Fred Mast ist in der Ostschweiz aufgewachsen und studierte an der Universität Zürich Psychologie, Neurophysiologie und Philosophie. Nach fünf Jahren Assistenztätigkeit in der Biologisch-Mathematischen Abteilung des Psychologischen Instituts promovierte er an der Universität Zürich und übernahm danach bis 1998 eine Oberassistenz. Von 1998 und 2002 war er an der Harvard University (USA) im Departement für Psychologie und als assoziierter Forscher am Massachusetts Institute of Technology (USA) tätig. 2003 erfolgte die Habilitation für das Fach Psychologie an der Philosophischen Fakultät der Universität Zürich. Fred Mast wurde im Jahr 2005 als Ordinarius für Kognitive Psychologie an die Universität Lausanne berufen und leitete am Collège des Humanités der Eidgenössischen Technischen Hochschule Lausanne den Fachbereich Kognitive Psychologie. Im Jahr 2008 erfolgte der Ruf an die Universität Bern. Er leitete das Institut für Psychologie und war von 2015 bis 2017 Dekan der Philosophisch-humanwissenschaftlichen Fakultät. Die Forschung von Fred Mast ist in den Bereichen der Kognitions- und Wahrnehmungspsychologie sowie den kognitiven Neurowissenschaften situiert.
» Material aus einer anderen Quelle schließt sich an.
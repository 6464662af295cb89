use regex::Regex;
use serde_json::{Map, Value};
use std::sync::LazyLock;

static LITERAL_RE: LazyLock<Regex> = LazyLock::new(|| {
    Regex::new(r"^(-?\d+(\.\d+)?([eE][+-]?\d+)?|true|false|null)$").expect("valid regex")
});

fn looks_like_json(trimmed: &str) -> bool {
    let wrapped = |open: char, close: char| trimmed.starts_with(open) && trimmed.ends_with(close);
    wrapped('{', '}') || wrapped('[', ']') || wrapped('"', '"') || LITERAL_RE.is_match(trimmed)
}

/// Leniently parse a string that may or may not hold JSON.
///
/// - `None` or `""` gives `default`, or `{}` when no default is given.
/// - Text that does not look like JSON (an object, array, quoted string or a
///   number/boolean/null literal) gives `default`, or the original string.
/// - Malformed JSON is logged at debug level and treated the same way.
///
/// # Examples
///
/// ```
/// use serde_json::json;
/// use utilkit::types::parse_json_str;
///
/// assert_eq!(parse_json_str(Some(r#"{"a": [1]}"#), None), json!({"a": [1]}));
/// assert_eq!(parse_json_str(Some("{invalid json}"), None), json!("{invalid json}"));
/// assert_eq!(parse_json_str(None, Some(json!([]))), json!([]));
/// ```
pub fn parse_json_str(input: Option<&str>, default: Option<Value>) -> Value {
    let text = match input {
        Some(text) if !text.is_empty() => text,
        _ => return default.unwrap_or_else(|| Value::Object(Map::new())),
    };
    let fallback = || Value::String(text.to_string());

    let trimmed = text.trim();
    if !looks_like_json(trimmed) {
        return default.unwrap_or_else(fallback);
    }
    match serde_json::from_str(trimmed) {
        Ok(value) => value,
        Err(err) => {
            tracing::debug!(error = %err, input = trimmed, "json-looking text failed to parse");
            default.unwrap_or_else(fallback)
        }
    }
}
DIE INTERFAKULTÄREN FOSCHUNGSKOOPERATIONEN IFK
Mit den Interfakultären Forschungskooperationen IFK lanciert die Universität Bern Netzwerkprojekte, die jeweils 8 bis 13 Forschungsgruppen aus verschiedenen Fakultäten umfassen und die spezifisch gefördert werden. Pro IFK müssen mindestens zwei Fakultäten beteiligt sein.
Drei Projekte wurden in einem kompetitiven Verfahren bewilligt. Die IFK orientieren sich an den fünf strategischen Themenschwerpunkten der Universität Bern gemäss der Strategie 2021: Gesundheit und Medizin, Nachhaltigkeit, Politik und Verwaltung, Materie und Universum sowie Interkulturelles Wissen. Gefördert werden die Forschungskooperationen während vier Jahren mit je 1,5 Millionen Franken pro Jahr. Die IFK lehnen sich an die Gefässe der Nationalen Forschungsschwerpunkte (NFS bzw. NCCR) des Schweizerischen Nationalfonds an.